** Information supplied follows **

// libs/appointment-cell/src/services/calendar.rs
use std::ops::Bound;
use std::sync::Arc;

use async_trait::async_trait;
use chrono::{DateTime, Duration, FixedOffset, NaiveDate, NaiveTime, TimeZone, Utc};
use tracing::debug;

use clinic_cell::ClinicStatusStore;
use shared_config::AppConfig;

use crate::error::AppointmentError;
use crate::models::TimeInterval;

/// Answers whether the clinic takes bookings for an interval.
#[async_trait]
pub trait ClinicCalendarGate: Send + Sync {
    async fn is_open_during(&self, interval: &TimeInterval) -> Result<bool, AppointmentError>;
}

/// Gate backed by the clinic status record. Only `open` is bookable, and the
/// record is read fresh on every call.
pub struct ClinicStatusGate {
    store: Arc<dyn ClinicStatusStore>,
}

impl ClinicStatusGate {
    pub fn new(store: Arc<dyn ClinicStatusStore>) -> Self {
        Self { store }
    }
}

#[async_trait]
impl ClinicCalendarGate for ClinicStatusGate {
    async fn is_open_during(&self, interval: &TimeInterval) -> Result<bool, AppointmentError> {
        let record = self.store.current().await?;
        debug!("Clinic is {} while checking {}", record.status, interval);
        Ok(record.status.accepts_bookings())
    }
}

/// Clinic-local calendar arithmetic: timezone, opening hours and slot grid.
#[derive(Debug, Clone, Copy)]
pub struct ClinicHours {
    pub offset: FixedOffset,
    pub opening_hour: u32,
    pub closing_hour: u32,
    pub slot_step: Duration,
}

impl ClinicHours {
    pub fn from_config(config: &AppConfig) -> Self {
        Self {
            offset: config.clinic_utc_offset,
            opening_hour: config.clinic_opening_hour,
            closing_hour: config.clinic_closing_hour,
            slot_step: Duration::minutes(config.slot_step_minutes.max(1)),
        }
    }

    /// Start of `date` in clinic time, as a UTC instant. `None` at the edges
    /// of the calendar where the shift leaves the representable range.
    pub fn local_midnight(&self, date: NaiveDate) -> Option<DateTime<Utc>> {
        let naive = date
            .and_time(NaiveTime::MIN)
            .checked_sub_signed(Duration::seconds(self.offset.local_minus_utc() as i64))?;
        Some(Utc.from_utc_datetime(&naive))
    }

    pub fn opening_window(&self, date: NaiveDate) -> Result<TimeInterval, AppointmentError> {
        let midnight = self.local_midnight(date).ok_or(AppointmentError::TimeOutOfRange)?;
        let at_hour = |hour: u32| {
            midnight
                .checked_add_signed(Duration::hours(hour as i64))
                .ok_or(AppointmentError::TimeOutOfRange)
        };
        Ok(TimeInterval {
            start: at_hour(self.opening_hour)?,
            end: at_hour(self.closing_hour)?,
        })
    }

    /// `from_date`: an instant, or the local midnight of a date.
    pub fn parse_lower_bound(&self, raw: &str) -> Result<DateTime<Utc>, AppointmentError> {
        if let Ok(instant) = DateTime::parse_from_rfc3339(raw) {
            return Ok(instant.with_timezone(&Utc));
        }
        let date = parse_date(raw)?;
        self.local_midnight(date).ok_or_else(|| out_of_range(raw))
    }

    /// `to_date`: an instant (inclusive), or the whole local day of a date.
    pub fn parse_upper_bound(&self, raw: &str) -> Result<Bound<DateTime<Utc>>, AppointmentError> {
        if let Ok(instant) = DateTime::parse_from_rfc3339(raw) {
            return Ok(Bound::Included(instant.with_timezone(&Utc)));
        }
        let date = parse_date(raw)?;
        self.local_midnight(date)
            .and_then(|midnight| midnight.checked_add_signed(Duration::days(1)))
            .map(Bound::Excluded)
            .ok_or_else(|| out_of_range(raw))
    }
}

impl Default for ClinicHours {
    fn default() -> Self {
        Self::from_config(&AppConfig::default())
    }
}

fn parse_date(raw: &str) -> Result<NaiveDate, AppointmentError> {
    NaiveDate::parse_from_str(raw, "%Y-%m-%d").map_err(|_| {
        AppointmentError::InvalidFilter(format!("'{}' is neither an RFC 3339 time nor a YYYY-MM-DD date", raw))
    })
}

fn out_of_range(raw: &str) -> AppointmentError {
    AppointmentError::InvalidFilter(format!("'{}' is outside the supported calendar range", raw))
}
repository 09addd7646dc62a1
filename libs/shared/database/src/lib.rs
pub mod supabase;
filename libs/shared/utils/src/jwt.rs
use base64::{engine::general_purpose::URL_SAFE_NO_PAD, Engine};
use chrono::{TimeZone, Utc};
use hmac::{Hmac, Mac};
use sha2::Sha256;
use thiserror::Error;
use tracing::debug;

use shared_models::auth::{JwtClaims, JwtHeader, User};

type HmacSha256 = Hmac<Sha256>;

#[derive(Error, Debug, PartialEq, Eq)]
pub enum TokenError {
    #[error("JWT secret is not set")]
    MissingSecret,

    #[error("Invalid token format")]
    Malformed,

    #[error("Unsupported token algorithm: {0}")]
    UnsupportedAlgorithm(String),

    #[error("Invalid token signature")]
    BadSignature,

    #[error("Invalid claims")]
    InvalidClaims,

    #[error("Token expired")]
    Expired,
}

fn decode_segment<T: serde::de::DeserializeOwned>(segment: &str) -> Result<T, TokenError> {
    let bytes = URL_SAFE_NO_PAD.decode(segment).map_err(|_| TokenError::Malformed)?;
    serde_json::from_slice(&bytes).map_err(|e| {
        debug!("Failed to parse token segment: {}", e);
        TokenError::InvalidClaims
    })
}

/// Validate an HS256 bearer token and return the caller it identifies.
pub fn validate_token(token: &str, jwt_secret: &str) -> Result<User, TokenError> {
    if jwt_secret.is_empty() {
        return Err(TokenError::MissingSecret);
    }

    let mut parts = token.split('.');
    let (header_b64, claims_b64, signature_b64) = match (parts.next(), parts.next(), parts.next(), parts.next()) {
        (Some(h), Some(c), Some(s), None) => (h, c, s),
        _ => return Err(TokenError::Malformed),
    };

    let header: JwtHeader = decode_segment(header_b64)?;
    if header.alg != "HS256" {
        return Err(TokenError::UnsupportedAlgorithm(header.alg));
    }

    let signature = URL_SAFE_NO_PAD
        .decode(signature_b64)
        .map_err(|_| TokenError::Malformed)?;

    let mut mac = HmacSha256::new_from_slice(jwt_secret.as_bytes()).map_err(|_| TokenError::MissingSecret)?;
    mac.update(format!("{}.{}", header_b64, claims_b64).as_bytes());
    if mac.verify_slice(&signature).is_err() {
        debug!("Token signature verification failed");
        return Err(TokenError::BadSignature);
    }

    let claims: JwtClaims = decode_segment(claims_b64)?;

    if let Some(exp) = claims.exp {
        let now = Utc::now().timestamp().max(0) as u64;
        if exp < now {
            debug!("Token expired at {} (now: {})", exp, now);
            return Err(TokenError::Expired);
        }
    }

    let created_at = claims
        .iat
        .and_then(|timestamp| Utc.timestamp_opt(timestamp as i64, 0).single());

    let user = User {
        id: claims.sub,
        email: claims.email,
        role: claims.role,
        created_at,
    };

    debug!("Token validated successfully for user: {}", user.id);
    Ok(user)
}
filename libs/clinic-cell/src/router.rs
use std::sync::Arc;

use axum::{
    middleware,
    routing::{get, put},
    Router,
};

use shared_config::AppConfig;
use shared_utils::extractor::auth_middleware;

use crate::handlers;
use crate::services::{ClinicStatusService, ClinicStatusStore};

pub struct ClinicState {
    pub service: ClinicStatusService,
}

pub fn clinic_routes(config: Arc<AppConfig>, store: Arc<dyn ClinicStatusStore>) -> Router {
    let state = Arc::new(ClinicState {
        service: ClinicStatusService::new(store),
    });

    // Reading the status is public; changing it needs an authenticated admin
    let update_status = put(handlers::update_clinic_status)
        .route_layer(middleware::from_fn_with_state(config, auth_middleware));

    Router::new()
        .route("/status", get(handlers::get_clinic_status).merge(update_status))
        .with_state(state)
}
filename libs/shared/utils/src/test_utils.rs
use std::sync::Arc;

use base64::{engine::general_purpose, Engine as _};
use chrono::{Duration, Utc};
use hmac::{Hmac, Mac};
use serde_json::json;
use sha2::Sha256;
use uuid::Uuid;

use shared_config::AppConfig;
use shared_models::auth::User;

pub struct TestConfig {
    pub jwt_secret: String,
    pub supabase_url: String,
    pub supabase_anon_key: String,
    pub supabase_service_role_key: String,
}

impl Default for TestConfig {
    fn default() -> Self {
        Self {
            jwt_secret: "test-secret-key-for-jwt-validation-must-be-long-enough".to_string(),
            supabase_url: String::new(),
            supabase_anon_key: String::new(),
            supabase_service_role_key: String::new(),
        }
    }
}

impl TestConfig {
    /// Configuration pointed at a mock PostgREST server.
    pub fn with_supabase(url: &str) -> Self {
        Self {
            supabase_url: url.to_string(),
            supabase_anon_key: "test-anon-key".to_string(),
            supabase_service_role_key: "test-service-key".to_string(),
            ..Self::default()
        }
    }

    pub fn to_app_config(&self) -> AppConfig {
        AppConfig {
            supabase_url: self.supabase_url.clone(),
            supabase_anon_key: self.supabase_anon_key.clone(),
            supabase_service_role_key: self.supabase_service_role_key.clone(),
            jwt_secret: self.jwt_secret.clone(),
            ..AppConfig::default()
        }
    }

    pub fn to_arc(&self) -> Arc<AppConfig> {
        Arc::new(self.to_app_config())
    }
}

pub struct TestUser {
    pub id: String,
    pub email: String,
    pub role: String,
}

impl TestUser {
    pub fn new(email: &str, role: &str) -> Self {
        Self {
            id: Uuid::new_v4().to_string(),
            email: email.to_string(),
            role: role.to_string(),
        }
    }

    pub fn owner(email: &str) -> Self {
        Self::new(email, "owner")
    }

    pub fn admin(email: &str) -> Self {
        Self::new(email, "admin")
    }

    pub fn uuid(&self) -> Uuid {
        Uuid::parse_str(&self.id).unwrap_or_default()
    }

    pub fn to_user(&self) -> User {
        User {
            id: self.id.clone(),
            email: Some(self.email.clone()),
            role: Some(self.role.clone()),
            created_at: Some(Utc::now()),
        }
    }
}

pub struct JwtTestUtils;

impl JwtTestUtils {
    pub fn create_test_token(user: &TestUser, secret: &str, exp_hours: Option<i64>) -> String {
        let now = Utc::now();
        let exp = now + Duration::hours(exp_hours.unwrap_or(24));

        let header = json!({
            "alg": "HS256",
            "typ": "JWT"
        });

        let payload = json!({
            "sub": user.id,
            "email": user.email,
            "role": user.role,
            "iat": now.timestamp(),
            "exp": exp.timestamp()
        });

        let header_encoded = general_purpose::URL_SAFE_NO_PAD.encode(header.to_string());
        let payload_encoded = general_purpose::URL_SAFE_NO_PAD.encode(payload.to_string());
        let signing_input = format!("{}.{}", header_encoded, payload_encoded);

        let mut mac = Hmac::<Sha256>::new_from_slice(secret.as_bytes())
            .expect("HMAC can take key of any size");
        mac.update(signing_input.as_bytes());
        let signature_encoded = general_purpose::URL_SAFE_NO_PAD.encode(mac.finalize().into_bytes());

        format!("{}.{}", signing_input, signature_encoded)
    }

    pub fn create_expired_token(user: &TestUser, secret: &str) -> String {
        Self::create_test_token(user, secret, Some(-1))
    }

    pub fn create_malformed_token() -> String {
        "not-a-token".to_string()
    }

    pub fn bearer(user: &TestUser, config: &TestConfig) -> String {
        format!("Bearer {}", Self::create_test_token(user, &config.jwt_secret, None))
    }
}

/// PostgREST rows shaped like the clinic tables.
pub struct MockSupabaseResponses;

impl MockSupabaseResponses {
    pub fn pet_response(pet_id: &str, owner_id: &str) -> serde_json::Value {
        json!({
            "id": pet_id,
            "owner_id": owner_id,
            "name": "Mochi",
            "species": "cat"
        })
    }

    pub fn appointment_response(
        appointment_id: &str,
        pet_id: &str,
        owner_id: &str,
        start_time: &str,
        end_time: &str,
        status: &str,
    ) -> serde_json::Value {
        json!({
            "id": appointment_id,
            "pet_id": pet_id,
            "user_id": owner_id,
            "start_time": start_time,
            "end_time": end_time,
            "service_type": "routine",
            "status": status,
            "notes": null,
            "created_at": "2025-01-01T00:00:00Z",
            "updated_at": "2025-01-01T00:00:00Z"
        })
    }

    pub fn clinic_status_response(status: &str) -> serde_json::Value {
        json!({
            "id": 1,
            "status": status,
            "updated_at": "2025-01-01T00:00:00Z"
        })
    }

    pub fn error_response(code: &str, message: &str) -> serde_json::Value {
        json!({
            "code": code,
            "message": message,
            "details": null,
            "hint": null
        })
    }
}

** End of Information supplied **

* _Required action_
Find the word "email" in the entries above, then copy each line that holds it.

* _Solution to this task_
        email: claims.email,
    pub email: String,
    pub fn new(email: &str, role: &str) -> Self {
            email: email.to_string(),
    pub fn owner(email: &str) -> Self {
        Self::new(email, "owner")
    pub fn admin(email: &str) -> Self {
        Self::new(email, "admin")
            email: Some(self.email.clone()),
            "email": user.email,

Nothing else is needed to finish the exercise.